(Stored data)
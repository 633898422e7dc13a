// Console recognition backend: each line read from the input is treated as
// one recognized utterance. Useful for running the assistant in a terminal
// without a microphone.

use std::sync::atomic::{AtomicBool, Ordering};
use std::sync::Arc;

use tokio::io::{AsyncBufRead, AsyncBufReadExt, BufReader, Lines};
use tokio::sync::{mpsc, oneshot, Mutex};
use tracing::{debug, info};

use super::engine::{EngineEvent, EngineFactory, RecognitionConfig, RecognitionEngine};
use crate::error::SpeechError;

type LineSource = Lines<Box<dyn AsyncBufRead + Unpin + Send>>;

/// Factory producing line-reading engines over a shared input
pub struct ConsoleEngineFactory {
    lines: Arc<Mutex<LineSource>>,
    exhausted: Arc<AtomicBool>,
}

impl ConsoleEngineFactory {
    /// Read utterances from standard input
    pub fn stdin() -> Self {
        Self::from_reader(BufReader::new(tokio::io::stdin()))
    }

    /// Read utterances from any buffered reader
    pub fn from_reader<R>(reader: R) -> Self
    where
        R: AsyncBufRead + Unpin + Send + 'static,
    {
        let boxed: Box<dyn AsyncBufRead + Unpin + Send> = Box::new(reader);
        Self {
            lines: Arc::new(Mutex::new(boxed.lines())),
            exhausted: Arc::new(AtomicBool::new(false)),
        }
    }
}

impl EngineFactory for ConsoleEngineFactory {
    fn create(&self, config: &RecognitionConfig) -> Result<Box<dyn RecognitionEngine>, SpeechError> {
        if self.exhausted.load(Ordering::SeqCst) {
            return Err(SpeechError::EngineUnavailable(
                "console input is closed".to_string(),
            ));
        }

        debug!("Creating console engine ({})", config.locale);

        Ok(Box::new(ConsoleEngine {
            lines: Arc::clone(&self.lines),
            exhausted: Arc::clone(&self.exhausted),
            stop_tx: None,
        }))
    }
}

/// One single-shot listening cycle over the shared console input
pub struct ConsoleEngine {
    lines: Arc<Mutex<LineSource>>,
    exhausted: Arc<AtomicBool>,
    stop_tx: Option<oneshot::Sender<()>>,
}

#[async_trait::async_trait]
impl RecognitionEngine for ConsoleEngine {
    async fn start(&mut self) -> Result<mpsc::Receiver<EngineEvent>, SpeechError> {
        if self.stop_tx.is_some() {
            return Err(SpeechError::Recognition("already listening".to_string()));
        }

        let (tx, rx) = mpsc::channel(4);
        let (stop_tx, mut stop_rx) = oneshot::channel();
        self.stop_tx = Some(stop_tx);

        let lines = Arc::clone(&self.lines);
        let exhausted = Arc::clone(&self.exhausted);

        tokio::spawn(async move {
            let _ = tx.send(EngineEvent::Start).await;

            let mut lines = lines.lock().await;
            tokio::select! {
                line = lines.next_line() => match line {
                    Ok(Some(line)) => {
                        let text = line.trim();
                        let results = if text.is_empty() {
                            Vec::new()
                        } else {
                            vec![vec![text.to_string()]]
                        };
                        let _ = tx.send(EngineEvent::Result(results)).await;
                    }
                    Ok(None) => {
                        info!("Console input closed");
                        exhausted.store(true, Ordering::SeqCst);
                        let _ = tx.send(EngineEvent::Error("end of input".to_string())).await;
                    }
                    Err(e) => {
                        let _ = tx.send(EngineEvent::Error(e.to_string())).await;
                    }
                },
                _ = &mut stop_rx => {
                    debug!("Console engine stopped");
                }
            }

            let _ = tx.send(EngineEvent::End).await;
        });

        Ok(rx)
    }

    async fn stop(&mut self) -> Result<(), SpeechError> {
        if let Some(stop_tx) = self.stop_tx.take() {
            let _ = stop_tx.send(());
        }
        Ok(())
    }

    fn name(&self) -> &str {
        "console"
    }
}
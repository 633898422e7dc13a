use std::collections::VecDeque;
use std::sync::atomic::{AtomicBool, AtomicUsize, Ordering};
use std::sync::{Arc, Mutex};
use std::time::Duration;

use tokio::sync::{mpsc, oneshot};

use super::engine::{EngineEvent, EngineFactory, RecognitionConfig, RecognitionEngine};
use crate::error::SpeechError;

/// One step of a scripted listening cycle
#[derive(Debug, Clone, PartialEq)]
pub enum ScriptStep {
    /// Deliver an event to the session
    Emit(EngineEvent),
    /// Pause before the next step
    Wait(Duration),
}

/// Scripted recognition backend for tests and demos
///
/// Every created engine replays the next queued script. When a script runs
/// out without emitting [`EngineEvent::End`], the engine keeps listening
/// until it is stopped. Engines created after the queue is drained behave
/// the same way with an empty script.
pub struct ScriptedEngineFactory {
    scripts: Mutex<VecDeque<Vec<ScriptStep>>>,
    available: AtomicBool,
    created: AtomicUsize,
    stops: Arc<AtomicUsize>,
    configs: Mutex<Vec<RecognitionConfig>>,
}

impl ScriptedEngineFactory {
    pub fn new() -> Self {
        Self {
            scripts: Mutex::new(VecDeque::new()),
            available: AtomicBool::new(true),
            created: AtomicUsize::new(0),
            stops: Arc::new(AtomicUsize::new(0)),
            configs: Mutex::new(Vec::new()),
        }
    }

    /// Queue the script for the next engine instance
    pub fn push_script(&self, script: Vec<ScriptStep>) -> &Self {
        if let Ok(mut scripts) = self.scripts.lock() {
            scripts.push_back(script);
        }
        self
    }

    /// Toggle whether the host "has" a recognition capability
    pub fn set_available(&self, available: bool) {
        self.available.store(available, Ordering::SeqCst);
    }

    /// Number of engine instances created so far
    pub fn created(&self) -> usize {
        self.created.load(Ordering::SeqCst)
    }

    /// Number of stop requests received across all engines
    pub fn stops(&self) -> usize {
        self.stops.load(Ordering::SeqCst)
    }

    /// Configurations passed to `create`, in order
    pub fn configs(&self) -> Vec<RecognitionConfig> {
        self.configs.lock().map(|c| c.clone()).unwrap_or_default()
    }
}

impl Default for ScriptedEngineFactory {
    fn default() -> Self {
        Self::new()
    }
}

impl EngineFactory for ScriptedEngineFactory {
    fn create(&self, config: &RecognitionConfig) -> Result<Box<dyn RecognitionEngine>, SpeechError> {
        if !self.available.load(Ordering::SeqCst) {
            return Err(SpeechError::EngineUnavailable(
                "scripted engine disabled".to_string(),
            ));
        }

        self.created.fetch_add(1, Ordering::SeqCst);
        if let Ok(mut configs) = self.configs.lock() {
            configs.push(config.clone());
        }

        let script = self
            .scripts
            .lock()
            .ok()
            .and_then(|mut scripts| scripts.pop_front())
            .unwrap_or_default();

        Ok(Box::new(ScriptedEngine {
            script: Some(script),
            stops: Arc::clone(&self.stops),
            stop_tx: None,
        }))
    }
}

struct ScriptedEngine {
    script: Option<Vec<ScriptStep>>,
    stops: Arc<AtomicUsize>,
    stop_tx: Option<oneshot::Sender<()>>,
}

#[async_trait::async_trait]
impl RecognitionEngine for ScriptedEngine {
    async fn start(&mut self) -> Result<mpsc::Receiver<EngineEvent>, SpeechError> {
        let script = self
            .script
            .take()
            .ok_or_else(|| SpeechError::Recognition("already started".to_string()))?;

        let (tx, rx) = mpsc::channel(16);
        let (stop_tx, mut stop_rx) = oneshot::channel::<()>();
        self.stop_tx = Some(stop_tx);

        tokio::spawn(async move {
            let _ = tx.send(EngineEvent::Start).await;

            for step in script {
                match step {
                    ScriptStep::Emit(event) => {
                        let ended = event == EngineEvent::End;
                        let _ = tx.send(event).await;
                        if ended {
                            return;
                        }
                    }
                    ScriptStep::Wait(duration) => {
                        tokio::select! {
                            _ = tokio::time::sleep(duration) => {}
                            _ = &mut stop_rx => {
                                let _ = tx.send(EngineEvent::End).await;
                                return;
                            }
                        }
                    }
                }
            }

            // Script exhausted: keep listening until stopped
            let _ = stop_rx.await;
            let _ = tx.send(EngineEvent::End).await;
        });

        Ok(rx)
    }

    async fn stop(&mut self) -> Result<(), SpeechError> {
        self.stops.fetch_add(1, Ordering::SeqCst);
        if let Some(stop_tx) = self.stop_tx.take() {
            let _ = stop_tx.send(());
        }
        Ok(())
    }

    fn name(&self) -> &str {
        "scripted"
    }
}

◆ **DIRECTIONS**: If a line in the records above includes the string "AtomicBool", copy it.

◆ **TASK RESPONSE**:
use std::sync::atomic::{AtomicBool, Ordering};
    exhausted: Arc<AtomicBool>,
            exhausted: Arc::new(AtomicBool::new(false)),
    exhausted: Arc<AtomicBool>,
use std::sync::atomic::{AtomicBool, AtomicUsize, Ordering};
    available: AtomicBool,
            available: AtomicBool::new(true),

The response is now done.